── Records supplied ──
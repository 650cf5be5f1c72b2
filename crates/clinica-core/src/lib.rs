//! Clinica Core Library
//!
//! Patient-centric clinical records: a patient is the root of a one-to-many
//! graph of appointments (citas), treatments (tratamientos) and medications
//! (medicamentos), stored in SQLite.
//!
//! # Architecture
//!
//! ```text
//! Creation Wizard / Read Screens (client layer)
//!                      │
//!                      ▼
//!      ClinicService (validate → persist → typed errors)
//!                      │
//!                      ▼
//!          Database (rusqlite repository)
//!                      │
//!        pacientes ────┼──── citas
//!                      ├──── tratamientos
//!                      └──── medicamentos
//! ```
//!
//! # Core Principle
//!
//! **No dependent record may reference a missing patient id at any observable
//! point.** Child inserts check the parent and write within one atomic
//! statement, so a concurrently deleted patient can never leave an orphan.
//!
//! # Modules
//!
//! - [`db`]: SQLite database layer (schema + per-entity queries)
//! - [`models`]: Domain types (Patient, Appointment, Treatment, Medication)
//! - [`service`]: Domain service with the caller-facing error taxonomy

pub mod db;
pub mod models;
pub mod service;

// Re-export commonly used types
pub use db::{Database, DbError, DbResult};
pub use models::{
    Appointment, AppointmentStatus, Medication, NewAppointment, NewMedication, NewPatient,
    NewTreatment, PagedResult, Patient, PatientDetails, PatientFilter, Sex, Treatment, Validate,
    ValidationError,
};
pub use service::{ClinicService, ServiceError, ServiceResult};
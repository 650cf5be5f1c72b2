//! Medication (medicamento) models.

use serde::{Deserialize, Serialize};

use super::validate::{optional_date, require_text, Validate, ValidationError};

/// A standalone prescribed medication belonging to one patient.
#[derive(Debug, Clone, Serialize, Deserialize, PartialEq)]
pub struct Medication {
    pub id_medicamento: i64,
    /// Owning patient id.
    pub id_paciente: i64,
    pub medicamento: String,
    pub dosis: String,
    pub frecuencia: String,
    /// Optional start date, ISO `YYYY-MM-DD`.
    pub fecha_inicio: Option<String>,
    /// Optional end date, ISO `YYYY-MM-DD`.
    pub fecha_fin: Option<String>,
}

/// Payload for creating or updating a medication.
#[derive(Debug, Clone, Default, Serialize, Deserialize, PartialEq)]
pub struct NewMedication {
    pub medicamento: String,
    pub dosis: String,
    pub frecuencia: String,
    pub fecha_inicio: Option<String>,
    pub fecha_fin: Option<String>,
}

impl NewMedication {
    /// Create a payload with the required fields set.
    pub fn new(medicamento: String, dosis: String, frecuencia: String) -> Self {
        Self {
            medicamento,
            dosis,
            frecuencia,
            ..Self::default()
        }
    }
}

impl Validate for NewMedication {
    fn validate(&self) -> Result<(), ValidationError> {
        require_text("medicamento", &self.medicamento)?;
        require_text("dosis", &self.dosis)?;
        require_text("frecuencia", &self.frecuencia)?;
        optional_date("fecha_inicio", self.fecha_inicio.as_deref())?;
        optional_date("fecha_fin", self.fecha_fin.as_deref())?;
        Ok(())
    }
}
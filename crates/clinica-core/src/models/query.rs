//! Paging and filter types for list queries.

use serde::{Deserialize, Serialize};

/// One page of a paged query result.
#[derive(Debug, Clone, Serialize, Deserialize, PartialEq)]
pub struct PagedResult<T> {
    /// Records in this page, in stable key order.
    pub items: Vec<T>,
    /// 1-based page index this result corresponds to.
    pub page: u32,
    /// Requested page size.
    pub page_size: u32,
    /// Total records matching the filter across all pages.
    pub total: u64,
}

impl<T> PagedResult<T> {
    /// Whether pages beyond this one exist.
    pub fn has_more(&self) -> bool {
        u64::from(self.page) * u64::from(self.page_size) < self.total
    }
}

/// Filter for patient list queries. The default matches every patient.
#[derive(Debug, Clone, Default, Serialize, Deserialize, PartialEq)]
pub struct PatientFilter {
    /// Keep only patients whose `activo` flag is set.
    pub active_only: bool,
    /// Exact, case-sensitive match against `tipo_sangre`.
    pub tipo_sangre: Option<String>,
}

impl PatientFilter {
    /// Filter matching active patients only.
    pub fn active() -> Self {
        Self {
            active_only: true,
            ..Self::default()
        }
    }

    /// Filter matching one blood-type token exactly.
    pub fn blood_type(tipo: &str) -> Self {
        Self {
            tipo_sangre: Some(tipo.to_string()),
            ..Self::default()
        }
    }
}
───
Work task: Copy all of the data exactly. Skip nothing.

Finished exercise:
repository 650cf5be5f1c72b2
filename crates/clinica-core/src/lib.rs
//! Clinica Core Library
//!
//! Patient-centric clinical records: a patient is the root of a one-to-many
//! graph of appointments (citas), treatments (tratamientos) and medications
//! (medicamentos), stored in SQLite.
//!
//! # Architecture
//!
//! ```text
//! Creation Wizard / Read Screens (client layer)
//!                      │
//!                      ▼
//!      ClinicService (validate → persist → typed errors)
//!                      │
//!                      ▼
//!          Database (rusqlite repository)
//!                      │
//!        pacientes ────┼──── citas
//!                      ├──── tratamientos
//!                      └──── medicamentos
//! ```
//!
//! # Core Principle
//!
//! **No dependent record may reference a missing patient id at any observable
//! point.** Child inserts check the parent and write within one atomic
//! statement, so a concurrently deleted patient can never leave an orphan.
//!
//! # Modules
//!
//! - [`db`]: SQLite database layer (schema + per-entity queries)
//! - [`models`]: Domain types (Patient, Appointment, Treatment, Medication)
//! - [`service`]: Domain service with the caller-facing error taxonomy

pub mod db;
pub mod models;
pub mod service;

// Re-export commonly used types
pub use db::{Database, DbError, DbResult};
pub use models::{
    Appointment, AppointmentStatus, Medication, NewAppointment, NewMedication, NewPatient,
    NewTreatment, PagedResult, Patient, PatientDetails, PatientFilter, Sex, Treatment, Validate,
    ValidationError,
};
pub use service::{ClinicService, ServiceError, ServiceResult};
repository 650cf5be5f1c72b2
//! Medication (medicamento) models.

use serde::{Deserialize, Serialize};

use super::validate::{optional_date, require_text, Validate, ValidationError};

/// A standalone prescribed medication belonging to one patient.
#[derive(Debug, Clone, Serialize, Deserialize, PartialEq)]
pub struct Medication {
    pub id_medicamento: i64,
    /// Owning patient id.
    pub id_paciente: i64,
    pub medicamento: String,
    pub dosis: String,
    pub frecuencia: String,
    /// Optional start date, ISO `YYYY-MM-DD`.
    pub fecha_inicio: Option<String>,
    /// Optional end date, ISO `YYYY-MM-DD`.
    pub fecha_fin: Option<String>,
}

/// Payload for creating or updating a medication.
#[derive(Debug, Clone, Default, Serialize, Deserialize, PartialEq)]
pub struct NewMedication {
    pub medicamento: String,
    pub dosis: String,
    pub frecuencia: String,
    pub fecha_inicio: Option<String>,
    pub fecha_fin: Option<String>,
}

impl NewMedication {
    /// Create a payload with the required fields set.
    pub fn new(medicamento: String, dosis: String, frecuencia: String) -> Self {
        Self {
            medicamento,
            dosis,
            frecuencia,
            ..Self::default()
        }
    }
}

impl Validate for NewMedication {
    fn validate(&self) -> Result<(), ValidationError> {
        require_text("medicamento", &self.medicamento)?;
        require_text("dosis", &self.dosis)?;
        require_text("frecuencia", &self.frecuencia)?;
        optional_date("fecha_inicio", self.fecha_inicio.as_deref())?;
        optional_date("fecha_fin", self.fecha_fin.as_deref())?;
        Ok(())
    }
}
filename crates/clinica-core/src/models/query.rs
//! Paging and filter types for list queries.

use serde::{Deserialize, Serialize};

/// One page of a paged query result.
#[derive(Debug, Clone, Serialize, Deserialize, PartialEq)]
pub struct PagedResult<T> {
    /// Records in this page, in stable key order.
    pub items: Vec<T>,
    /// 1-based page index this result corresponds to.
    pub page: u32,
    /// Requested page size.
    pub page_size: u32,
    /// Total records matching the filter across all pages.
    pub total: u64,
}

impl<T> PagedResult<T> {
    /// Whether pages beyond this one exist.
    pub fn has_more(&self) -> bool {
        u64::from(self.page) * u64::from(self.page_size) < self.total
    }
}

/// Filter for patient list queries. The default matches every patient.
#[derive(Debug, Clone, Default, Serialize, Deserialize, PartialEq)]
pub struct PatientFilter {
    /// Keep only patients whose `activo` flag is set.
    pub active_only: bool,
    /// Exact, case-sensitive match against `tipo_sangre`.
    pub tipo_sangre: Option<String>,
}

impl PatientFilter {
    /// Filter matching active patients only.
    pub fn active() -> Self {
        Self {
            active_only: true,
            ..Self::default()
        }
    }

    /// Filter matching one blood-type token exactly.
    pub fn blood_type(tipo: &str) -> Self {
        Self {
            tipo_sangre: Some(tipo.to_string()),
            ..Self::default()
        }
    }
}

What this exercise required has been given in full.